Researchers from the University of Waterloo may have just re-written the rules for encapsulation. They have invented a simple and reportedly low-cost method for accurately encapsulating a liquid core material with a thin liquid film(s) with controllable thickness — by exploiting liquid-liquid interfacial energy differences.
The method reportedly enables a wide range of 'core-shell' combinations and enables the design of surface-active, multi-layered (liquid/solid/colloid) capsules, which enables maximum flexibility in designing unique capsules."
It is well-known that encapsulation is important in a wide range of industries including cosmetics and personal care, pharma, food and beverage, etc. It protects core materials against environmental insults and/or enables their timely release to a targeted area.
Conventionally, encapsulation has been achieved using a thin coating of polymers, nanoparticles, surfactants and/or powders around a core material, or by wrapping it in a thin, flexible solid polymer sheet. Per the university, however, these methods have limitations such as reduced cargo volume, and challenges in controlling the thickness and/or functional properties of the encapsulating layer(s), among others.
The new process, known as a liquid-liquid encapsulation system, introduces a drop of core material through a nozzle, which impacts on a host bath containing a floating shell layer on the surface. When the core material interacts with the shell layer, it encapsulates it and stably safeguards it.
The method reportedly enables a wide range of “core-shell” combinations and enables the design of surface-active, multi-layered (liquid/solid/colloid) capsules, supporting maximum flexibility in designing unique capsules.
“The key to this technology is that everything is in liquid state – the core, the shell and finally submerged inside a liquid bath," said Sushanta Mitra, Ph.D., executive director, Waterloo Institute for Nanotechnology and professor of mechanical and mechatronics engineering at the university. "This provides extraordinary flexibility in terms of core shell combinations. At least 15 of these types of combinations have already been demonstrated."

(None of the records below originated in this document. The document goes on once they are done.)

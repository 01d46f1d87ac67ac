//! Result files: one CSV per result table plus a JSON run summary.

use std::fs::{self, File};
use std::path::{Path, PathBuf};

use anyhow::{Context, Result};
use mlr_core::{DataQualityReport, FlaggedGroups, MlrReport, StageFailure};
use mlr_model::EngineConfig;
use polars::prelude::{CsvWriter, DataFrame, IntoColumn, NamedFrom, PolarsResult, SerWriter, Series};
use serde::Serialize;
use tracing::{debug, info};

use crate::render::{flagged_headers, flagged_rows};

pub const PA_MLR_FILE: &str = "pa_mlr.csv";
pub const CLAIMS_MLR_FILE: &str = "claims_mlr.csv";
pub const RETAIL_MEMBER_COST_FILE: &str = "retail_member_cost.csv";
pub const RETAIL_PLAN_SUMMARY_FILE: &str = "retail_plan_summary.csv";
pub const FLAGGED_GROUPS_FILE: &str = "flagged_groups.csv";
pub const RUN_SUMMARY_FILE: &str = "run_summary.json";

/// Row counts of the result tables.
#[derive(Debug, Clone, Default, PartialEq, Eq, Serialize)]
pub struct ResultCounts {
    pub pa_groups: usize,
    pub claims_groups: usize,
    pub retail_member_rows: usize,
    pub retail_plans: usize,
    pub retail_active_members: usize,
}

impl ResultCounts {
    pub fn of(report: &MlrReport) -> Self {
        Self {
            pa_groups: report.pa_mlr.height(),
            claims_groups: report.claims_mlr.height(),
            retail_member_rows: report.retail.member_costs.height(),
            retail_plans: report.retail.plan_summary.height(),
            retail_active_members: report.retail.active_members.height(),
        }
    }
}

/// Contents of `run_summary.json`.
#[derive(Debug, Serialize)]
pub struct RunSummary<'a> {
    pub snapshot_id: &'a str,
    pub config: &'a EngineConfig,
    pub counts: ResultCounts,
    pub flagged: &'a FlaggedGroups,
    pub data_quality: &'a DataQualityReport,
    pub failures: &'a [StageFailure],
    /// File names written next to the summary.
    pub files: Vec<String>,
}

/// The flagged lists as a two-column frame padded with empty strings.
pub fn flagged_frame(flagged: &FlaggedGroups, threshold: f64) -> PolarsResult<DataFrame> {
    let [pa_header, claims_header] = flagged_headers(threshold);
    let rows = flagged_rows(flagged);
    let pa: Vec<&str> = rows.iter().map(|row| row[0].as_str()).collect();
    let claims: Vec<&str> = rows.iter().map(|row| row[1].as_str()).collect();
    DataFrame::new(vec![
        Series::new(pa_header.into(), pa).into_column(),
        Series::new(claims_header.into(), claims).into_column(),
    ])
}

/// Write `df` as CSV with a header row.
pub fn write_csv(df: &DataFrame, path: &Path) -> Result<()> {
    let mut file = File::create(path).with_context(|| format!("create {}", path.display()))?;
    // A failed stage leaves a frame without columns; its file stays empty.
    if df.width() == 0 {
        return Ok(());
    }
    let mut df = df.clone();
    CsvWriter::new(&mut file)
        .include_header(true)
        .finish(&mut df)
        .with_context(|| format!("write {}", path.display()))?;
    debug!(path = %path.display(), rows = df.height(), "wrote CSV");
    Ok(())
}

/// Write every result file into `dir`, creating it if needed.
///
/// Returns the written paths, summary last.
pub fn write_results(
    report: &MlrReport,
    config: &EngineConfig,
    snapshot_id: &str,
    dir: &Path,
) -> Result<Vec<PathBuf>> {
    fs::create_dir_all(dir).with_context(|| format!("create output dir {}", dir.display()))?;

    let flagged = flagged_frame(&report.flagged, config.risk_threshold)
        .context("build flagged group table")?;
    let tables: [(&str, &DataFrame); 5] = [
        (PA_MLR_FILE, &report.pa_mlr),
        (CLAIMS_MLR_FILE, &report.claims_mlr),
        (RETAIL_MEMBER_COST_FILE, &report.retail.member_costs),
        (RETAIL_PLAN_SUMMARY_FILE, &report.retail.plan_summary),
        (FLAGGED_GROUPS_FILE, &flagged),
    ];

    let mut written = Vec::with_capacity(tables.len() + 1);
    for (name, df) in tables {
        let path = dir.join(name);
        write_csv(df, &path)?;
        written.push(path);
    }

    let summary = RunSummary {
        snapshot_id,
        config,
        counts: ResultCounts::of(report),
        flagged: &report.flagged,
        data_quality: &report.quality,
        failures: &report.failures,
        files: tables.iter().map(|(name, _)| (*name).to_string()).collect(),
    };
    let summary_path = dir.join(RUN_SUMMARY_FILE);
    let json = serde_json::to_string_pretty(&summary).context("serialize run summary")?;
    fs::write(&summary_path, json)
        .with_context(|| format!("write {}", summary_path.display()))?;
    written.push(summary_path);

    info!(dir = %dir.display(), files = written.len(), "results written");
    Ok(written)
}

Mitra added that the process is ultra fast. "[E]ach encapsulation tak[es] only 50 milliseconds. This technology is at least 5,000 times less energy intensive [than conventional encapsulation] and it avoids the introduction of any microplastics in the encapsulation process.”
This technology could be useful in the nutraceutical, pharmaceutical, food and beverage, cosmetic and personal care industries. For example, per the university, the use of soft gel filling encapsulation machines in the nutraceutical industry could reduce operating costs and expand the development and production of new products since multiple core materials can be encapsulated and delivered in the same parcel.
Update: In terms of personal care, Mitra told C&T: “Currently, collagen capsules are manufactured using soft-gel encapsulation. Our innovative liquid-liquid encapsulation can scale-up such capsule production without the need of any microplastics in shell material. Also, this technology can be used for shampoos and facial scrubs where applied pressure (by hand) can release functional ingredients."
Mitra and his team have reportedly developed a robust prototype system with four injection nozzles that can deliver up to 200,000 cargo-containing encapsulates in one hour. In addition, they are working with partners and product manufacturers in the Netherlands to integrate the curing stage so the encapsulated cargo could be extracted as individual capsules on demand if needed.
“In the end we strive toward being a sustainable and innovative encapsulation entity that meets the UN sustainable development goals,” Mitra said.